(Records contained in a dataset)
// Copyright (c) 2025 Jonathan Fontanez
// SPDX-License-Identifier: BUSL-1.1

//! Media capability descriptors.
//!
//! A [`MediaDescriptor`] is the parsed form of a caps string such as
//! `video/x-raw(memory:NVMM), format=RGBA`. Descriptors are immutable; they
//! are attached to ports and used for link compatibility and for the
//! video/non-video decision when a new output is discovered.

use std::collections::BTreeMap;
use std::fmt;
use std::str::FromStr;

use serde::{Deserialize, Serialize};

use super::error::{Result, StreamError};

/// Coarse media kind, derived from the media type prefix.
#[derive(Debug, Clone, PartialEq, Eq, Hash, Serialize, Deserialize)]
#[serde(rename_all = "lowercase")]
pub enum MediaKind {
    Video,
    Audio,
    Other(String),
}

impl MediaKind {
    /// Classify a media type (`video/x-raw`, `audio/mpeg`, ...).
    pub fn from_media_type(media_type: &str) -> Self {
        if media_type.starts_with("video") {
            Self::Video
        } else if media_type.starts_with("audio") {
            Self::Audio
        } else {
            let prefix = media_type.split('/').next().unwrap_or(media_type);
            Self::Other(prefix.to_string())
        }
    }

    pub fn is_video(&self) -> bool {
        matches!(self, Self::Video)
    }
}

impl fmt::Display for MediaKind {
    fn fmt(&self, f: &mut fmt::Formatter<'_>) -> fmt::Result {
        match self {
            Self::Video => write!(f, "video"),
            Self::Audio => write!(f, "audio"),
            Self::Other(kind) => write!(f, "{}", kind),
        }
    }
}

/// Immutable capability description of a port.
#[derive(Debug, Clone, PartialEq, Eq, Serialize, Deserialize)]
pub struct MediaDescriptor {
    media_type: String,
    features: Vec<String>,
    fields: BTreeMap<String, String>,
}

impl MediaDescriptor {
    pub fn new(media_type: impl Into<String>) -> Self {
        Self {
            media_type: media_type.into(),
            features: Vec::new(),
            fields: BTreeMap::new(),
        }
    }

    pub fn with_feature(mut self, feature: impl Into<String>) -> Self {
        self.features.push(feature.into());
        self
    }

    pub fn with_field(mut self, key: impl Into<String>, value: impl Into<String>) -> Self {
        self.fields.insert(key.into(), value.into());
        self
    }

    /// Raw NVMM video in the given pixel format.
    pub fn nvmm_video(format: &str) -> Self {
        Self::new("video/x-raw")
            .with_feature("memory:NVMM")
            .with_field("format", format)
    }

    pub fn media_type(&self) -> &str {
        &self.media_type
    }

    pub fn kind(&self) -> MediaKind {
        MediaKind::from_media_type(&self.media_type)
    }

    pub fn features(&self) -> &[String] {
        &self.features
    }

    pub fn field(&self, key: &str) -> Option<&str> {
        self.fields.get(key).map(String::as_str)
    }
}

impl fmt::Display for MediaDescriptor {
    fn fmt(&self, f: &mut fmt::Formatter<'_>) -> fmt::Result {
        write!(f, "{}", self.media_type)?;
        if !self.features.is_empty() {
            write!(f, "({})", self.features.join(", "))?;
        }
        for (key, value) in &self.fields {
            write!(f, ", {}={}", key, value)?;
        }
        Ok(())
    }
}

impl FromStr for MediaDescriptor {
    type Err = StreamError;

    fn from_str(s: &str) -> Result<Self> {
        let parts = split_top_level(s);
        let mut parts = parts.into_iter();

        let head = parts
            .next()
            .map(str::trim)
            .filter(|h| !h.is_empty())
            .ok_or_else(|| StreamError::InvalidCaps(s.to_string()))?;

        let (media_type, features) = match head.split_once('(') {
            Some((media_type, rest)) => {
                let inner = rest
                    .strip_suffix(')')
                    .ok_or_else(|| StreamError::InvalidCaps(s.to_string()))?;
                let features = inner
                    .split(',')
                    .map(|f| f.trim().to_string())
                    .filter(|f| !f.is_empty())
                    .collect();
                (media_type.trim(), features)
            }
            None => (head, Vec::new()),
        };

        if !media_type.contains('/') {
            return Err(StreamError::InvalidCaps(s.to_string()));
        }

        let mut fields = BTreeMap::new();
        for part in parts {
            let (key, value) = part
                .split_once('=')
                .ok_or_else(|| StreamError::InvalidCaps(s.to_string()))?;
            fields.insert(key.trim().to_string(), normalize_value(value));
        }

        Ok(Self {
            media_type: media_type.to_string(),
            features,
            fields,
        })
    }
}

/// Split on commas that are outside parentheses and quotes.
fn split_top_level(s: &str) -> Vec<&str> {
    let mut parts = Vec::new();
    let mut depth = 0usize;
    let mut in_quotes = false;
    let mut start = 0;

    for (i, c) in s.char_indices() {
        match c {
            '"' => in_quotes = !in_quotes,
            '(' if !in_quotes => depth += 1,
            ')' if !in_quotes => depth = depth.saturating_sub(1),
            ',' if !in_quotes && depth == 0 => {
                parts.push(&s[start..i]);
                start = i + 1;
            }
            _ => {}
        }
    }
    parts.push(&s[start..]);
    parts
}

/// Drop an explicit `(type)` annotation and surrounding quotes.
fn normalize_value(value: &str) -> String {
    let value = value.trim();
    let value = match value.strip_prefix('(') {
        Some(rest) => rest.split_once(')').map(|(_, v)| v.trim()).unwrap_or(value),
        None => value,
    };
    value.trim_matches('"').to_string()
}

#[cfg(test)]
mod tests {
    use super::*;

    #[test]
    fn test_parse_nvmm_caps() {
        let caps: MediaDescriptor = "video/x-raw(memory:NVMM), format=RGBA".parse().unwrap();
        assert_eq!(caps.media_type(), "video/x-raw");
        assert_eq!(caps.features(), &["memory:NVMM".to_string()]);
        assert_eq!(caps.field("format"), Some("RGBA"));
        assert_eq!(caps.kind(), MediaKind::Video);
    }

    #[test]
    fn test_parse_rtp_caps_with_typed_and_quoted_values() {
        let caps: MediaDescriptor =
            "application/x-rtp, media=video, clock-rate=(int)90000, encoding-name=\"H264\""
                .parse()
                .unwrap();
        assert_eq!(caps.kind(), MediaKind::Other("application".into()));
        assert_eq!(caps.field("clock-rate"), Some("90000"));
        assert_eq!(caps.field("encoding-name"), Some("H264"));
    }

    #[test]
    fn test_display_round_trips_through_parse() {
        let caps = MediaDescriptor::nvmm_video("NV12");
        let text = caps.to_string();
        assert_eq!(text, "video/x-raw(memory:NVMM), format=NV12");
        assert_eq!(text.parse::<MediaDescriptor>().unwrap(), caps);
    }

    #[test]
    fn test_kind_classification() {
        assert!(MediaKind::from_media_type("video/x-h264").is_video());
        assert_eq!(MediaKind::from_media_type("audio/mpeg"), MediaKind::Audio);
        assert_eq!(
            MediaKind::from_media_type("text/x-raw"),
            MediaKind::Other("text".into())
        );
    }

    #[test]
    fn test_invalid_caps() {
        assert!("".parse::<MediaDescriptor>().is_err());
        assert!("novideo".parse::<MediaDescriptor>().is_err());
        assert!("video/x-raw, format".parse::<MediaDescriptor>().is_err());
        assert!("video/x-raw(memory:NVMM".parse::<MediaDescriptor>().is_err());
    }
}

→ TRY IT: Every line above that holds the word "impl" needs to be copied.

→ ANSWER SECTION:
impl MediaKind {
impl fmt::Display for MediaKind {
impl MediaDescriptor {
    pub fn new(media_type: impl Into<String>) -> Self {
    pub fn with_feature(mut self, feature: impl Into<String>) -> Self {
    pub fn with_field(mut self, key: impl Into<String>, value: impl Into<String>) -> Self {
impl fmt::Display for MediaDescriptor {
impl FromStr for MediaDescriptor {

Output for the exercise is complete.